Costa Rican Judicial Investigation Police (OIJ) arrested three doctors this morning and the owner of a pizzeria in the latest phase of an investigation into organ trafficking in the Central American country.
OIJ Director Francisco Segura estimated the number of victims at roughly 20, but said that the investigation was ongoing and encouraged others to come forward. The ring specialized in extracting and implanting kidneys.
These are the latest arrests in a three-month investigation into the kidney trafficking network allegedly headed by Dr. Francisco José Mora Palma, arrested in June, who authorities said had been operating the illegal network since 2009.

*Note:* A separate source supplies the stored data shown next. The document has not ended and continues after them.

//! Retrieval value objects

use super::urls::normalize_url;
use crate::core::error::DomainError;
use crate::task::TaskId;
use chrono::{DateTime, Utc};
use serde::{Deserialize, Serialize};
use std::fmt;
use std::str::FromStr;

/// A single ranked result from the search collaborator.
#[derive(Debug, Clone, PartialEq, Eq, Serialize, Deserialize)]
pub struct SearchHit {
    pub title: String,
    pub link: String,
    #[serde(default)]
    pub snippet: String,
}

impl SearchHit {
    pub fn new(
        title: impl Into<String>,
        link: impl Into<String>,
        snippet: impl Into<String>,
    ) -> Self {
        Self {
            title: title.into(),
            link: link.into(),
            snippet: snippet.into(),
        }
    }
}

/// Output format requested from the scrape collaborator
#[derive(Debug, Clone, Copy, Default, PartialEq, Eq, Hash, Serialize, Deserialize)]
#[serde(rename_all = "lowercase")]
pub enum OutputFormat {
    #[default]
    Markdown,
    Html,
    Text,
}

impl OutputFormat {
    pub fn as_str(&self) -> &'static str {
        match self {
            OutputFormat::Markdown => "markdown",
            OutputFormat::Html => "html",
            OutputFormat::Text => "text",
        }
    }
}

impl fmt::Display for OutputFormat {
    fn fmt(&self, f: &mut fmt::Formatter<'_>) -> fmt::Result {
        write!(f, "{}", self.as_str())
    }
}

impl FromStr for OutputFormat {
    type Err = String;

    fn from_str(s: &str) -> Result<Self, Self::Err> {
        match s.to_lowercase().as_str() {
            "markdown" | "md" => Ok(OutputFormat::Markdown),
            "html" => Ok(OutputFormat::Html),
            "text" | "txt" => Ok(OutputFormat::Text),
            _ => Err(format!("Unknown output format: {}", s)),
        }
    }
}

/// Cache key: exactly the pair (normalized URL, output format).
#[derive(Debug, Clone, PartialEq, Eq, Hash, Serialize, Deserialize)]
pub struct CacheKey {
    url: String,
    format: OutputFormat,
}

impl CacheKey {
    /// Build a key, normalizing the URL.
    pub fn new(url: &str, format: OutputFormat) -> Result<Self, DomainError> {
        Ok(Self {
            url: normalize_url(url)?,
            format,
        })
    }

    pub fn url(&self) -> &str {
        &self.url
    }

    pub fn format(&self) -> OutputFormat {
        self.format
    }
}

impl fmt::Display for CacheKey {
    fn fmt(&self, f: &mut fmt::Formatter<'_>) -> fmt::Result {
        write!(f, "{} ({})", self.url, self.format)
    }
}

/// Cached page content with its fetch timestamp.
#[derive(Debug, Clone, PartialEq, Eq, Serialize, Deserialize)]
pub struct CacheEntry {
    pub content: String,
    pub fetched_at: DateTime<Utc>,
}

impl CacheEntry {
    pub fn new(content: impl Into<String>) -> Self {
        Self {
            content: content.into(),
            fetched_at: Utc::now(),
        }
    }
}

/// Content of one successfully retrieved page.
#[derive(Debug, Clone, PartialEq, Eq, Serialize, Deserialize)]
pub struct PageContent {
    pub url: String,
    pub format: OutputFormat,
    pub content: String,
    pub fetched_at: DateTime<Utc>,
    /// Served from the cache without a network call
    pub from_cache: bool,
}

impl PageContent {
    pub fn from_cache(key: &CacheKey, entry: CacheEntry) -> Self {
        Self {
            url: key.url().to_string(),
            format: key.format(),
            content: entry.content,
            fetched_at: entry.fetched_at,
            from_cache: true,
        }
    }

    pub fn fetched(key: &CacheKey, entry: CacheEntry) -> Self {
        Self {
            from_cache: false,
            ..Self::from_cache(key, entry)
        }
    }
}

/// A per-URL retrieval failure. Never aborts the surrounding batch.
#[derive(Debug, Clone, PartialEq, Eq, Serialize, Deserialize, thiserror::Error)]
#[error("Failed to fetch {url}: {message}")]
pub struct FetchError {
    pub url: String,
    pub message: String,
    /// The failure was transient (timeout, 5xx) and retries were exhausted
    pub transient: bool,
}

impl FetchError {
    pub fn new(url: impl Into<String>, message: impl Into<String>, transient: bool) -> Self {
        Self {
            url: url.into(),
            message: message.into(),
            transient,
        }
    }
}

/// Where a piece of evidence came from
#[derive(Debug, Clone, PartialEq, Eq, Serialize, Deserialize)]
#[serde(tag = "type", rename_all = "snake_case")]
pub enum EvidenceSource {
    Page { url: String },
    Search { query: String },
}

impl EvidenceSource {
    pub fn label(&self) -> &str {
        match self {
            EvidenceSource::Page { url } => url,
            EvidenceSource::Search { query } => query,
        }
    }
}

/// Successfully retrieved content available to synthesis and validation.
#[derive(Debug, Clone, PartialEq, Eq, Serialize, Deserialize)]
pub struct Evidence {
    pub task_id: TaskId,
    pub source: EvidenceSource,
    pub content: String,
}

impl Evidence {
    pub fn from_page(task_id: TaskId, page: &PageContent) -> Self {
        Self {
            task_id,
            source: EvidenceSource::Page {
                url: page.url.clone(),
            },
            content: page.content.clone(),
        }
    }

    /// Render a search result set as one evidence item.
    pub fn from_search(task_id: TaskId, query: &str, hits: &[SearchHit]) -> Self {
        let content = hits
            .iter()
            .enumerate()
            .map(|(i, hit)| {
                if hit.snippet.is_empty() {
                    format!("{}. {} ({})", i + 1, hit.title, hit.link)
                } else {
                    format!("{}. {} ({})\n   {}", i + 1, hit.title, hit.link, hit.snippet)
                }
            })
            .collect::<Vec<_>>()
            .join("\n");
        Self {
            task_id,
            source: EvidenceSource::Search {
                query: query.to_string(),
            },
            content,
        }
    }
}

#[cfg(test)]
mod tests {
    use super::*;

    #[test]
    fn test_cache_key_equivalent_urls_match() {
        let a = CacheKey::new("https://Example.com/docs/", OutputFormat::Markdown).unwrap();
        let b = CacheKey::new("example.com/docs#intro", OutputFormat::Markdown).unwrap();
        assert_eq!(a, b);
        assert_eq!(a.url(), "https://example.com/docs");
    }

    #[test]
    fn test_cache_key_format_is_part_of_identity() {
        let md = CacheKey::new("https://example.com", OutputFormat::Markdown).unwrap();
        let html = CacheKey::new("https://example.com", OutputFormat::Html).unwrap();
        assert_ne!(md, html);
    }

    #[test]
    fn test_output_format_parse() {
        assert_eq!("MD".parse::<OutputFormat>().unwrap(), OutputFormat::Markdown);
        assert_eq!("html".parse::<OutputFormat>().unwrap(), OutputFormat::Html);
        assert!("pdf".parse::<OutputFormat>().is_err());
    }

    #[test]
    fn test_page_content_constructors() {
        let key = CacheKey::new("https://example.com/a", OutputFormat::Markdown).unwrap();
        let entry = CacheEntry::new("# Title");
        let cached = PageContent::from_cache(&key, entry.clone());
        let fresh = PageContent::fetched(&key, entry);
        assert!(cached.from_cache);
        assert!(!fresh.from_cache);
        assert_eq!(cached.content, fresh.content);
        assert_eq!(cached.url, "https://example.com/a");
    }

    #[test]
    fn test_evidence_from_search_renders_hits() {
        let hits = vec![
            SearchHit::new("Rust", "https://rust-lang.org", "A language"),
            SearchHit::new("Docs", "https://docs.rs", ""),
        ];
        let evidence = Evidence::from_search(TaskId::new(3), "rust", &hits);
        assert_eq!(evidence.source.label(), "rust");
        assert_eq!(
            evidence.content,
            "1. Rust (https://rust-lang.org)\n   A language\n2. Docs (https://docs.rs)"
        );
    }

    #[test]
    fn test_fetch_error_display() {
        let err = FetchError::new("https://x.example", "HTTP 404", false);
        assert_eq!(err.to_string(), "Failed to fetch https://x.example: HTTP 404");
    }
}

Thursday morning authorities arrested 48-year-old urologist Fabian Fonseca Guzmán; Massimiliano Anunzia Mauro Stamati, 41, urologist; Victor Hugo Monge Monge, 58, peripheral vascular doctor; and Dimosthenis Katsigiannis Karkasi, 55, owner of the Akropolis pizzeria.
The ring used the pizzeria near the Calerdón Guardia Hospital to recruit their victims. “Donors” would meet with Karkasi who would take them to another nearby location where they would be put in touch with the surgeons and exchange money.

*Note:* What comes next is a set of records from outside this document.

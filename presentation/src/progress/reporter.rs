//! Progress reporting for research runs

use colored::Colorize;
use indicatif::{MultiProgress, ProgressBar, ProgressStyle};
use std::sync::Mutex;
use std::time::Duration;
use thinker_application::ports::progress::ProgressNotifier;
use thinker_domain::{RunPhase, Task, TaskStatus};

/// Reports progress with a spinner per phase and one line per finished task
pub struct ProgressReporter {
    multi: MultiProgress,
    phase_bar: Mutex<Option<ProgressBar>>,
}

impl ProgressReporter {
    pub fn new() -> Self {
        Self {
            multi: MultiProgress::new(),
            phase_bar: Mutex::new(None),
        }
    }

    fn phase_style() -> ProgressStyle {
        ProgressStyle::default_spinner()
            .template("{spinner:.green} {prefix:.bold.cyan} {msg}")
            .unwrap_or_else(|_| ProgressStyle::default_spinner())
    }

    fn finish_current_phase(&self) {
        if let Ok(mut bar) = self.phase_bar.lock()
            && let Some(pb) = bar.take()
        {
            pb.finish_and_clear();
        }
    }

    fn set_message(&self, message: String) {
        if let Ok(bar) = self.phase_bar.lock()
            && let Some(pb) = bar.as_ref()
        {
            pb.set_message(message);
        }
    }

    fn println(&self, line: String) {
        if self.multi.println(&line).is_err() {
            println!("{}", line);
        }
    }
}

impl Default for ProgressReporter {
    fn default() -> Self {
        Self::new()
    }
}

impl ProgressNotifier for ProgressReporter {
    fn on_phase_change(&self, phase: RunPhase) {
        self.finish_current_phase();

        if phase.is_terminal() {
            if phase == RunPhase::Failed {
                self.println(format!("{} {}", "x".red(), phase.display_name().red().bold()));
            }
            return;
        }

        let pb = self.multi.add(ProgressBar::new_spinner());
        pb.set_style(Self::phase_style());
        pb.set_prefix(phase.display_name().to_string());
        pb.set_message("...");
        pb.enable_steady_tick(Duration::from_millis(100));

        if let Ok(mut bar) = self.phase_bar.lock() {
            *bar = Some(pb);
        }
    }

    fn on_round_start(&self, round: u32, max_rounds: u32, pending_tasks: usize) {
        self.println(format!(
            "{} {}",
            "->".cyan(),
            format!(
                "Round {}/{} ({} task(s) queued)",
                round, max_rounds, pending_tasks
            )
            .bold()
        ));
    }

    fn on_task_start(&self, task: &Task) {
        self.set_message(task.payload().describe());
    }

    fn on_task_complete(&self, task: &Task) {
        let line = match task.status() {
            TaskStatus::Done => format!("  {} {}", "v".green(), task.payload().describe()),
            _ => format!(
                "  {} {} {}",
                "x".red(),
                task.payload().describe(),
                format!("({})", task.error().unwrap_or("failed")).dimmed()
            ),
        };
        self.println(line);
    }
}

/// Simple text-based progress (no fancy UI)
pub struct SimpleProgress;

impl ProgressNotifier for SimpleProgress {
    fn on_phase_change(&self, phase: RunPhase) {
        if !phase.is_terminal() {
            println!("{} {}", "->".cyan(), phase.display_name().bold());
        }
    }

    fn on_round_start(&self, round: u32, max_rounds: u32, pending_tasks: usize) {
        println!(
            "   Round {}/{} ({} task(s) queued)",
            round, max_rounds, pending_tasks
        );
    }

    fn on_task_start(&self, _task: &Task) {}

    fn on_task_complete(&self, task: &Task) {
        if task.status() == TaskStatus::Done {
            println!("  {} {}", "v".green(), task.payload().describe());
        } else {
            println!(
                "  {} {} (failed: {})",
                "x".red(),
                task.payload().describe(),
                task.error().unwrap_or("unknown error")
            );
        }
    }
}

Segura said that the arrests took place at the Calderón Guardia Hospital, in San José and another in Hacienda Pinilla, Santa Ana, Guanacaste. OIJ arrested Karkasi at his restaurant following the OIJ’s press conference Thursday morning.

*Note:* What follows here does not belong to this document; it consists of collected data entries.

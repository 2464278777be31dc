//! Orchestrator configuration

use crate::retrieval::OutputFormat;
use std::time::Duration;

/// Limits and defaults for one research run.
#[derive(Debug, Clone, PartialEq, Eq)]
pub struct OrchestratorConfig {
    /// Maximum number of retrieving -> synthesizing rounds
    pub max_rounds: u32,
    /// Maximum concurrent retrieval tasks within one batch
    pub retrieval_concurrency: usize,
    /// Whole-run deadline, checked at phase boundaries
    pub run_timeout: Option<Duration>,
    /// `use_cache` for plan steps and for synthesis tasks that omit it
    pub default_use_cache: bool,
    pub output_format: OutputFormat,
}

impl Default for OrchestratorConfig {
    fn default() -> Self {
        Self {
            max_rounds: 3,
            retrieval_concurrency: 4,
            run_timeout: Some(Duration::from_secs(600)),
            default_use_cache: true,
            output_format: OutputFormat::Markdown,
        }
    }
}

impl OrchestratorConfig {
    pub fn with_max_rounds(mut self, max_rounds: u32) -> Self {
        self.max_rounds = max_rounds.max(1);
        self
    }

    pub fn with_retrieval_concurrency(mut self, concurrency: usize) -> Self {
        self.retrieval_concurrency = concurrency.max(1);
        self
    }

    pub fn with_run_timeout(mut self, timeout: Option<Duration>) -> Self {
        self.run_timeout = timeout;
        self
    }

    pub fn with_default_use_cache(mut self, use_cache: bool) -> Self {
        self.default_use_cache = use_cache;
        self
    }

    pub fn with_output_format(mut self, format: OutputFormat) -> Self {
        self.output_format = format;
        self
    }
}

Authorities also raided homes and offices for evidence, including documents and electronic equipment.
Acting Attorney General Carlos María said that those arrested played various roles in the ring, from its mastermind to recruiters to those “who bloodied their hands,” the surgeons.
The acting attorney general described the victims as people in dire straights or those with little economic means, but not necessarily indigent. He added that the victims identified so far came from various locations across Costa Rica.
Reportedly, “donors” were paid between $6,000 and $20,000 for a kidney. Jiménez said that the organs were likely sold for between $80,000 and $100,000 each.
Selling an organ is illegal in Costa Rica. Living organ donations are legal but only without monetary or other compensation or under duress. Jiménez said that the traffic of persons for the purpose of organ harvesting is punishable in Costa Rica with six to 10 years in prison under Article 172 of the Penal Code.
The investigation into the nationalities of those who received the organs is ongoing, according to law enforcement.
The OIJ director added that they would pursue recipients of the organs only if the practice of purchasing an organ was legal in their country of origin and they were brought to Costa Rica to receive the illicit transplant under false pretenses.
Earlier this summer, Israeli customs agents alerted Costa Rica were alerted to suspicious travel by two Ticos. The interim attorney general did not expand on the connection with Israel, noting that the case was one of many.
Jiménez said that the investigation currently focused domestically but if the evidence suggested that the ring had international reach they would pursue it.
While OIJ said that there was no evidence yet suggesting that the management of the private clinics where some of the illicit surgeries took place were aware of the trafficking.
In June, OIJ reported that some of the surgeries took place at the public Calderón Guardia Hospital and the private Clínica Bíblica hospital, both in San José.